Farm Progress

Three years of research has show that the risk to butterflies from GM corn is negligible.

September 21, 2011

2 Min Read

Mechthild Schuppener of RWTH Aachen University has investigated whether the small tortoiseshell and peacock butterflies could be at risk from the cultivation of genetically modified Bt maize. After three years of research, the scientist concludes that the risk to butterflies from the Bt maize she studied is negligible. GMO Safety interviewed Mechthild Schuppener about the results of her research and has summarized the findings in a video.   

The Bt maize in question produces three different Bt proteins, two of which target the European corn borer. Since the European corn borer is a moth, it was probable that other species of moth and butterfly would be sensitive to these Bt proteins as well.   

Mechthild Schuppener therefore started by conducting a feeding experiment in the laboratory with butterflies she had bred hersef. The aim was to find out how sensitively the caterpillars respond when they eat pollen from Bt maize. The Bt pollen feed was found to start having an effect at doses of 200 to 300 pollen grains per cm².  At these levels the caterpillars ate less. At 1000 pollen grains per cm² the mortality rate was much higher than for caterpillars fed on conventional maize pollen.   

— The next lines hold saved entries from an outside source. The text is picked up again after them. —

//! Trial results

use std::fmt;
use std::time::Duration;

use clap::ValueEnum;
use serde::Serialize;

use super::counters::OperationCounts;

/// Which executor ran a trial
#[derive(Debug, Clone, Copy, PartialEq, Eq, Hash, Serialize)]
#[serde(rename_all = "lowercase")]
pub enum ExecutorKind {
    /// Single thread, no lock
    Serial,
    /// Worker threads sharing one coarse-grained lock
    Mutex,
}

impl ExecutorKind {
    pub fn as_str(&self) -> &'static str {
        match self {
            Self::Serial => "serial",
            Self::Mutex => "mutex",
        }
    }
}

impl fmt::Display for ExecutorKind {
    fn fmt(&self, f: &mut fmt::Formatter<'_>) -> fmt::Result {
        write!(f, "{}", self.as_str())
    }
}

/// Executors to run in a benchmark session
#[derive(ValueEnum, Debug, Clone, Copy, PartialEq, Eq, Default)]
pub enum ExecutionMode {
    /// Serial executor only
    Serial,
    /// Mutex executor only
    Mutex,
    /// Serial then mutex, on identical parameters
    #[default]
    Both,
}

impl ExecutionMode {
    /// Executors this mode runs, in order
    pub fn executors(&self) -> &'static [ExecutorKind] {
        match self {
            Self::Serial => &[ExecutorKind::Serial],
            Self::Mutex => &[ExecutorKind::Mutex],
            Self::Both => &[ExecutorKind::Serial, ExecutorKind::Mutex],
        }
    }
}

/// Outcome of one timed pass over an operation sequence
#[derive(Debug, Clone)]
pub struct TrialResult {
    /// Executor that produced this result
    pub executor: ExecutorKind,
    /// Worker threads used (1 for serial)
    pub threads: usize,
    /// Wall-clock time for the whole pass
    pub elapsed: Duration,
    /// Outcome tallies across all workers
    pub counts: OperationCounts,
}

impl TrialResult {
    /// Elapsed time in seconds
    pub fn elapsed_secs(&self) -> f64 {
        self.elapsed.as_secs_f64()
    }
}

In the field, the scientist investigated how much maize pollen lands on the food plants of butterflies under natural conditions. Mechthild Schuppener set up pollen traps at various distances from the maize field, and placed a stinging nettle plant next to each one. As expected, the highest pollen quantities were found right next to the field edge, with an average of 150 pollen grains per cm² in the pollen traps, but only a fifth of this quantity on the stinging nettle leaves. The pollen concentrations that led to increased mortality among the caterpillars in the laboratory were not found in the field. 

In another part of the project, two different agricultural landscapes were mapped for nests of the two butterfly species during the maize‐flowering period. It emerged that caterpillars do develop near maize fields, but that only some of them are there during the maize‐flowering period.